Mikel Insausti
Crítico cinematográfico

«Peter Rabbit 2: The Runaway»

Hay personajes infantiles que nunca cambian, que nunca envejecen, manteniéndose inalterables al paso del tiempo a través de su conexión con sucesivas y renovadas generaciones de espectadores. Peter Rabbit es diferente y reivindica su derecho a crecer, a madurar, a cuestionarse su propia existencia y la imagen con la que fue creado. De esta forma, la identificación de las niñas y niños que descubrieron el cine de su mano es mayor, porque en dos películas van a notar las diferencias de una a otra, al igual que sus vidas también han evolucionado. Pero el entramado de experiencias compartidas no acaba ahí, porque el cineasta responsable de sus aventuras en la gran pantalla también quiere ir mejorando, ir aprendiendo, de tal suerte que ‘Peter Rabbit 2: The Runaway’ (2021) contiene una reflexión metanarrativa que incluso llega a romper la cuarta pared como en las obras autorales. Dentro del juego autoreferencial está muy presente asimismo su creadora literaria, Beatrix Potter, a través del alter ego de Bea, personaje humano que vuelve a estar interpretado por Rose Byrne. En la ficción el libro que ha publicado con los dibujos de los conejos es un éxito, y se plantea si realmente quiere que acabe dando lugar a una gran producción de Hollywood.

Resulta admirable que una película tan sencilla de ver, y que en apariencia no pasa de ser un entretenimiento familiar, contenga una estructura conceptual tan compleja. Will Gluck no se ha limitado a adaptar o actualizar un cuento escrito en el año 1902, sino, como ya hizo en ‘Rumores y mentiras’ (2010), trasladando la novela gótica de Nathaniel Hawthorne ‘La letra escarlata’ a un contexto de comedia estudiantil contemporánea, ha hecho que el material original sea suyo desafiando los prejuicios culturales y las barreras espacio-temporales, con el consiguiente riesgo añadido. Demuestra mucha inteligencia al tomar nota de las críticas a su anterior e inicial ‘Peter Rabbit’ (2018), con correcciones para la continuación, acompañadas de relecturas irónicas.
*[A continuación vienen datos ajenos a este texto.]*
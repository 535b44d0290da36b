//! YAML configuration.
//!
//! The controller is constructed programmatically, but deployments carry
//! their parameters in a YAML file:
//!
//! ```yaml
//! sample_rate: 30720000
//! numerology: 1
//! source:
//!   mode: radio
//!   frequency: 3619200000.0
//!   rf_args: "driver=uhd"
//! logging:
//!   level: debug
//! ```
//!
//! or, replaying a capture:
//!
//! ```yaml
//! sample_rate: 3840000
//! numerology: 0
//! source:
//!   mode: file
//!   path: "captures/cell.cf32"
//! ```
//!
//! Configuration is loaded from the first of: the `NRSNIFF_CONFIG`
//! environment variable, `./nrsniff.yaml`, `~/.config/nrsniff/config.yaml`.

use std::path::{Path, PathBuf};

use serde::{Deserialize, Serialize};

use nrsniff_core::observe::LogConfig;
use nrsniff_core::params::MAX_NUMEROLOGY;

/// Environment variable naming an explicit config file.
pub const CONFIG_ENV: &str = "NRSNIFF_CONFIG";

/// Errors from loading or validating configuration.
#[derive(Debug, thiserror::Error)]
pub enum ConfigError {
    #[error("no configuration file found")]
    NotFound,

    #[error("failed to read {path}: {source}")]
    Read {
        path: PathBuf,
        source: std::io::Error,
    },

    #[error("failed to parse configuration: {0}")]
    Parse(#[from] serde_yaml::Error),

    #[error("invalid configuration: {0}")]
    Validation(String),
}

/// Where samples come from.
#[derive(Debug, Clone, PartialEq, Serialize, Deserialize)]
#[serde(tag = "mode", rename_all = "lowercase")]
pub enum SourceConfig {
    /// Live capture from an SDR front-end.
    Radio {
        /// Center frequency in Hz.
        frequency: f64,
        /// Driver argument string, e.g. `"driver=uhd,serial=..."`.
        #[serde(default)]
        rf_args: String,
    },
    /// Playback of a recorded IQ capture.
    File {
        /// Capture path; format is guessed from the extension.
        path: PathBuf,
    },
}

/// Full acquisition configuration.
#[derive(Debug, Clone, PartialEq, Serialize, Deserialize)]
#[serde(default)]
pub struct SnifferConfig {
    /// Capture sample rate in Hz.
    pub sample_rate: u64,
    /// SSB numerology μ.
    pub numerology: u8,
    /// Sample source selection.
    pub source: SourceConfig,
    /// Logging setup.
    pub logging: LogConfig,
}

impl Default for SnifferConfig {
    fn default() -> Self {
        Self {
            sample_rate: 3_840_000,
            numerology: 0,
            source: SourceConfig::Radio {
                // n78 SSB raster position commonly used in lab setups.
                frequency: 3_619_200_000.0,
                rf_args: String::new(),
            },
            logging: LogConfig::default(),
        }
    }
}

impl SnifferConfig {
    /// Parse from a YAML string.
    pub fn from_yaml(yaml: &str) -> Result<Self, ConfigError> {
        let config: Self = serde_yaml::from_str(yaml)?;
        config.validate()?;
        Ok(config)
    }

    /// Load from a specific file.
    pub fn from_file(path: &Path) -> Result<Self, ConfigError> {
        let text = std::fs::read_to_string(path).map_err(|source| ConfigError::Read {
            path: path.to_path_buf(),
            source,
        })?;
        Self::from_yaml(&text)
    }

    /// Load from the search path (env var, working directory, user dir).
    pub fn load() -> Result<Self, ConfigError> {
        for path in Self::search_paths() {
            if path.is_file() {
                return Self::from_file(&path);
            }
        }
        Err(ConfigError::NotFound)
    }

    /// Candidate config locations, highest priority first.
    pub fn search_paths() -> Vec<PathBuf> {
        let mut paths = Vec::new();
        if let Ok(explicit) = std::env::var(CONFIG_ENV) {
            paths.push(PathBuf::from(explicit));
        }
        paths.push(PathBuf::from("nrsniff.yaml"));
        if let Ok(home) = std::env::var("HOME") {
            paths.push(
                PathBuf::from(home)
                    .join(".config")
                    .join("nrsniff")
                    .join("config.yaml"),
            );
        }
        paths
    }

    /// Serialize back to YAML.
    pub fn to_yaml(&self) -> Result<String, ConfigError> {
        Ok(serde_yaml::to_string(self)?)
    }

    /// Check invariants the constructors rely on.
    pub fn validate(&self) -> Result<(), ConfigError> {
        if self.sample_rate == 0 {
            return Err(ConfigError::Validation(
                "sample_rate must be positive".into(),
            ));
        }
        if self.numerology > MAX_NUMEROLOGY {
            return Err(ConfigError::Validation(format!(
                "numerology {} out of range 0..={}",
                self.numerology, MAX_NUMEROLOGY
            )));
        }
        if let SourceConfig::Radio { frequency, .. } = &self.source {
            if *frequency <= 0.0 {
                return Err(ConfigError::Validation(
                    "radio frequency must be positive".into(),
                ));
            }
        }
        Ok(())
    }
}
Se le acusó en su momento de traicionar a la creación literaria, convirtiendo a Peter en un villano de la comedia de acción, cuando en los libros era más tranquillo y bondadoso. Pero en las películas la diversión proviene de las travesuras que el conejo protagoniza, siempre en guerra con el elemento humano, representado por el heredero de terrenos en la campiña británica al que de nuevo da vida Domhnall Gleeson. De lo contrario, todo resultaría demasiado fácil para este urbanita desconocedor de la realidad del medio rural, así que alguien tiene que ponérselo difícil.

En la segunda entrega hay un intercambio de papeles, ya que, como bien advierte el título, que en la versión doblada queda bien traducido con ese ‘Peter Rabbit 2: A la fuga’, el protagonista animal huye de su entorno natural y conoce la civilización del asfalto. No se trata simplemente de probar suerte en otro lugar, sino de reencontrarse a sí mismo en medio de una profunda crisis de identidad.

Peter se siente demasiado presionado por la fama que le precede, ya que le han puesto la etiqueta oficial de conejo rebelde, por lo que se supone que tiene que estar todo el tiempo obligado a cometer fechorías y demás ocurrencias. La relación humana entre el señor McGregor y Bea se ha asentado, mientras que él no encuentra estabilidad y está en boca de todo el mundo, allá por donde quiera que vaya.

Es de agradecer que Will Gluck no haya sido conformista, sin limitarse a la mera continuidad del producto a sabiendas de los beneficios que arrojó con la película inaugural que, habiendo costado 50 millones de dólares, recaudó en taquilla más de 350 millones. Y, no solo ha perfeccionado la siempre artificiosa combinación entre imagen real y animación, sino que ha volcado no poco sarcasmo en la extraña convivencia entre criaturas digitales e intérpretes de carne y hueso, que hasta se pueden entender mediante el doblaje.